RECORD SET —
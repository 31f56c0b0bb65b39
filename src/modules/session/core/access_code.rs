// Employee access codes: format checks and the code directory.

use crate::shared::core::validation::ValidationErrors;
use serde::{Deserialize, Serialize};
use std::collections::HashMap;

pub const ACCESS_CODE_LENGTH: usize = 6;
pub const DEMO_PROPERTY_ID: &str = "demo-property";

/// Format check only; whether the code belongs to anyone is the directory's call.
pub fn validate_access_code(code: &str) -> Result<(), ValidationErrors> {
    if code.chars().count() != ACCESS_CODE_LENGTH {
        return Err(ValidationErrors::single(
            "accessCode",
            "Please enter a 6-digit access code",
        ));
    }
    if !code.chars().all(|c| c.is_ascii_digit()) {
        return Err(ValidationErrors::single(
            "accessCode",
            "Access code must contain only numbers",
        ));
    }
    Ok(())
}

#[derive(Debug, Clone, PartialEq, Eq, Serialize, Deserialize)]
#[serde(rename_all = "camelCase")]
pub struct EmployeeIdentity {
    pub employee_id: String,
    pub employee_name: String,
    pub property_id: String,
}

impl EmployeeIdentity {
    /// Identity the demo kiosk derives from a code: `123456` becomes
    /// `emp_123456` named `Employee 1256`.
    pub fn for_demo_code(code: &str, property_id: impl Into<String>) -> Self {
        let chars: Vec<char> = code.chars().collect();
        let head: String = chars.iter().take(2).collect();
        let tail: String = chars[chars.len().saturating_sub(2)..].iter().collect();
        Self {
            employee_id: format!("emp_{code}"),
            employee_name: format!("Employee {head}{tail}"),
            property_id: property_id.into(),
        }
    }
}

#[derive(Debug, Clone, Default)]
pub struct AccessCodeDirectory {
    codes: HashMap<String, EmployeeIdentity>,
}

impl AccessCodeDirectory {
    pub fn new() -> Self {
        Self::default()
    }

    /// The hard-coded codes the kiosk ships with.
    pub fn demo() -> Self {
        Self::new().with_code(
            "123456",
            EmployeeIdentity::for_demo_code("123456", DEMO_PROPERTY_ID),
        )
    }

    pub fn with_code(mut self, code: impl Into<String>, identity: EmployeeIdentity) -> Self {
        self.codes.insert(code.into(), identity);
        self
    }

    pub fn lookup(&self, code: &str) -> Option<&EmployeeIdentity> {
        self.codes.get(code)
    }
}
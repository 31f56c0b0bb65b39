use crate::modules::branding::core::theme::{CompanyTheme, ThemeCatalog};
use std::sync::{PoisonError, RwLock};
use tracing::{debug, info};

/// The theme the kiosk is currently dressed in.
#[derive(Debug)]
pub struct ThemeSelector {
    catalog: ThemeCatalog,
    current: RwLock<CompanyTheme>,
}

impl ThemeSelector {
    /// Falls back to the first catalog theme when `default_id` is unknown.
    pub fn new(catalog: ThemeCatalog, default_id: &str) -> Self {
        let current = match catalog.find(default_id) {
            Some(theme) => theme.clone(),
            None => {
                debug!(default_id, "unknown default theme, using the first one");
                catalog.first().clone()
            }
        };
        Self {
            catalog,
            current: RwLock::new(current),
        }
    }

    pub fn catalog(&self) -> &ThemeCatalog {
        &self.catalog
    }

    pub fn current(&self) -> CompanyTheme {
        self.current
            .read()
            .unwrap_or_else(PoisonError::into_inner)
            .clone()
    }

    /// Unknown ids leave the current theme in place and return `false`.
    pub fn select(&self, theme_id: &str) -> bool {
        let Some(theme) = self.catalog.find(theme_id) else {
            return false;
        };
        *self.current.write().unwrap_or_else(PoisonError::into_inner) = theme.clone();
        info!(theme_id, "brand theme selected");
        true
    }
}
use regex::Regex;
use serde::Serialize;
use std::collections::BTreeMap;
use std::fmt;
use std::sync::LazyLock;

static EMAIL: LazyLock<Regex> =
    LazyLock::new(|| Regex::new(r"^[^\s@]+@[^\s@]+\.[^\s@]+$").expect("email pattern compiles"));

static PHONE: LazyLock<Regex> = LazyLock::new(|| {
    Regex::new(r"^\(?([0-9]{3})\)?[-. ]?([0-9]{3})[-. ]?([0-9]{4})$").expect("phone pattern compiles")
});

pub fn is_valid_email(value: &str) -> bool {
    EMAIL.is_match(value)
}

/// North American ten digit numbers: `5551234567`, `555-123-4567`, `(555) 123-4567`.
pub fn is_valid_phone(value: &str) -> bool {
    PHONE.is_match(value)
}

/// Per-field messages collected while checking a form.
#[derive(Debug, Clone, Default, PartialEq, Eq, Serialize)]
pub struct ValidationErrors {
    errors: BTreeMap<String, String>,
}

impl ValidationErrors {
    pub fn new() -> Self {
        Self::default()
    }

    pub fn single(field: &str, message: impl Into<String>) -> Self {
        let mut errors = Self::new();
        errors.add(field, message);
        errors
    }

    /// Keeps the first message per field.
    pub fn add(&mut self, field: &str, message: impl Into<String>) {
        self.errors
            .entry(field.to_string())
            .or_insert_with(|| message.into());
    }

    /// Records `message` when the trimmed value is empty and reports whether it was.
    pub fn require(&mut self, field: &str, value: &str, message: impl Into<String>) -> bool {
        if value.trim().is_empty() {
            self.add(field, message);
            return false;
        }
        true
    }

    pub fn is_empty(&self) -> bool {
        self.errors.is_empty()
    }

    pub fn get(&self, field: &str) -> Option<&str> {
        self.errors.get(field).map(String::as_str)
    }

    pub fn fields(&self) -> impl Iterator<Item = &str> {
        self.errors.keys().map(String::as_str)
    }

    pub fn into_result<T>(self, value: T) -> Result<T, Self> {
        if self.is_empty() { Ok(value) } else { Err(self) }
    }
}

impl fmt::Display for ValidationErrors {
    fn fmt(&self, f: &mut fmt::Formatter<'_>) -> fmt::Result {
        write!(f, "validation failed:")?;
        for (field, message) in &self.errors {
            write!(f, " {field}: {message};")?;
        }
        Ok(())
    }
}

impl std::error::Error for ValidationErrors {}
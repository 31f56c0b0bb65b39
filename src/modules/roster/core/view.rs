// Roster projection: search, time window and sort.
//
// Pure functions over a borrowed roster. "Today" is passed in so results
// are reproducible; the view model supplies it from the clock.

use crate::modules::roster::core::employee::{Employee, HistoricalEntry};
use crate::shared::core::validation::ValidationErrors;
use chrono::{Datelike, Days, NaiveDate};
use serde::{Deserialize, Serialize};
use std::cmp::Ordering;

#[derive(Debug, Clone, Copy, Default, PartialEq, Eq, Serialize, Deserialize)]
#[serde(tag = "kind", rename_all = "kebab-case")]
pub enum TimeFilter {
    #[default]
    All,
    Today,
    Yesterday,
    ThisWeek,
    ThisMonth,
    /// A missing bound lets every employee through.
    Custom {
        start: Option<NaiveDate>,
        end: Option<NaiveDate>,
    },
}

impl TimeFilter {
    /// Builds a filter from the kiosk's form values. Unknown kinds mean
    /// `all`; empty date strings are missing bounds.
    pub fn from_parts(kind: &str, start: &str, end: &str) -> Result<Self, ValidationErrors> {
        Ok(match kind {
            "today" => TimeFilter::Today,
            "yesterday" => TimeFilter::Yesterday,
            "this-week" => TimeFilter::ThisWeek,
            "this-month" => TimeFilter::ThisMonth,
            "custom" => {
                let mut errors = ValidationErrors::new();
                let start = parse_bound(&mut errors, "startDate", start);
                let end = parse_bound(&mut errors, "endDate", end);
                errors.into_result(TimeFilter::Custom { start, end })?
            }
            _ => TimeFilter::All,
        })
    }

    pub fn admits(&self, entry: &HistoricalEntry, today: NaiveDate) -> bool {
        let date = entry.date;
        match *self {
            TimeFilter::All => true,
            TimeFilter::Today => date == today,
            TimeFilter::Yesterday => today.pred_opt() == Some(date),
            TimeFilter::ThisWeek => date >= week_start(today),
            TimeFilter::ThisMonth => date.month() == today.month() && date.year() == today.year(),
            TimeFilter::Custom {
                start: Some(start),
                end: Some(end),
            } => start <= date && date <= end,
            TimeFilter::Custom { .. } => true,
        }
    }

    fn passes_everyone(&self) -> bool {
        matches!(
            self,
            TimeFilter::All
                | TimeFilter::Custom { start: None, .. }
                | TimeFilter::Custom { end: None, .. }
        )
    }
}

fn parse_bound(errors: &mut ValidationErrors, field: &str, value: &str) -> Option<NaiveDate> {
    let value = value.trim();
    if value.is_empty() {
        return None;
    }
    match NaiveDate::parse_from_str(value, "%Y-%m-%d") {
        Ok(date) => Some(date),
        Err(_) => {
            errors.add(field, "Invalid date, expected YYYY-MM-DD");
            None
        }
    }
}

/// Most recent Sunday, `today` included.
pub fn week_start(today: NaiveDate) -> NaiveDate {
    let back = u64::from(today.weekday().num_days_from_sunday());
    today.checked_sub_days(Days::new(back)).unwrap_or(today)
}

#[derive(Debug, Clone, Copy, Default, PartialEq, Eq, Serialize, Deserialize)]
#[serde(rename_all = "camelCase")]
pub enum SortField {
    #[default]
    Name,
    TotalHours,
    Email,
}

#[derive(Debug, Clone, Copy, Default, PartialEq, Eq, Serialize, Deserialize)]
#[serde(rename_all = "lowercase")]
pub enum SortDirection {
    #[default]
    Asc,
    Desc,
}

impl SortDirection {
    pub fn flipped(self) -> Self {
        match self {
            SortDirection::Asc => SortDirection::Desc,
            SortDirection::Desc => SortDirection::Asc,
        }
    }
}

#[derive(Debug, Clone, Default, PartialEq, Eq, Serialize)]
#[serde(rename_all = "camelCase")]
pub struct EmployeeQuery {
    pub search_text: String,
    pub time_filter: TimeFilter,
    pub sort_field: SortField,
    pub sort_direction: SortDirection,
}

impl EmployeeQuery {
    fn matches_search(&self, employee: &Employee) -> bool {
        let needle = self.search_text.to_lowercase();
        employee.full_name().to_lowercase().contains(&needle)
            || employee.email.to_lowercase().contains(&needle)
    }

    fn matches_window(&self, employee: &Employee, today: NaiveDate) -> bool {
        self.time_filter.passes_everyone()
            || employee
                .clock_entries
                .iter()
                .any(|entry| self.time_filter.admits(entry, today))
    }

    fn compare(&self, a: &Employee, b: &Employee) -> Ordering {
        let ordering = match self.sort_field {
            SortField::Name => locale_compare(&a.full_name(), &b.full_name()),
            SortField::TotalHours => a.total_hours.total_cmp(&b.total_hours),
            SortField::Email => locale_compare(&a.email, &b.email),
        };
        match self.sort_direction {
            SortDirection::Asc => ordering,
            SortDirection::Desc => ordering.reverse(),
        }
    }
}

/// Case-insensitive first; on a tie lowercase sorts before uppercase.
pub fn locale_compare(a: &str, b: &str) -> Ordering {
    a.to_lowercase()
        .cmp(&b.to_lowercase())
        .then_with(|| b.cmp(a))
}

/// Employees matching the query, in query order. Ties keep roster order.
pub fn project<'a>(roster: &'a [Employee], query: &EmployeeQuery, today: NaiveDate) -> Vec<&'a Employee> {
    let mut rows: Vec<&Employee> = roster
        .iter()
        .filter(|employee| query.matches_search(employee) && query.matches_window(employee, today))
        .collect();
    rows.sort_by(|a, b| query.compare(a, b));
    rows
}
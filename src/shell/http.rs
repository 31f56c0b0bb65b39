use axum::{
    Json, Router,
    extract::rejection::JsonRejection,
    http::StatusCode,
    response::{IntoResponse, Response},
};
use serde_json::json;
use tower_http::trace::TraceLayer;

use crate::modules::branding::adapters::inbound::http as branding_http;
use crate::modules::clock_entries::adapters::inbound::http as clock_entries_http;
use crate::modules::roster::adapters::inbound::http as roster_http;
use crate::modules::session::adapters::inbound::http as session_http;
use crate::shared::core::validation::ValidationErrors;
use crate::shell::state::AppState;

pub fn router(state: AppState) -> Router {
    Router::new()
        .merge(session_http::routes())
        .merge(branding_http::routes())
        .merge(roster_http::routes())
        .merge(clock_entries_http::routes())
        .layer(TraceLayer::new_for_http())
        .with_state(state)
}

pub fn unprocessable(errors: ValidationErrors) -> Response {
    (StatusCode::UNPROCESSABLE_ENTITY, Json(errors)).into_response()
}

/// Malformed or missing JSON bodies are reported like field errors.
pub fn rejected_body(rejection: JsonRejection) -> Response {
    unprocessable(ValidationErrors::single("body", rejection.body_text()))
}

pub fn error_message(status: StatusCode, message: impl Into<String>) -> Response {
    (status, Json(json!({ "error": message.into() }))).into_response()
}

DESCRIPTION OF THE TASK — Every line above from the line with "pub fn unprocessable(errors: ValidationErrors)" to the line with "pub fn error_message(status: StatusCode, message: impl", both included, must be reproduced exactly, and no other line may appear.

TASK SOLUTION —
pub fn unprocessable(errors: ValidationErrors) -> Response {
    (StatusCode::UNPROCESSABLE_ENTITY, Json(errors)).into_response()
}

/// Malformed or missing JSON bodies are reported like field errors.
pub fn rejected_body(rejection: JsonRejection) -> Response {
    unprocessable(ValidationErrors::single("body", rejection.body_text()))
}

pub fn error_message(status: StatusCode, message: impl Into<String>) -> Response {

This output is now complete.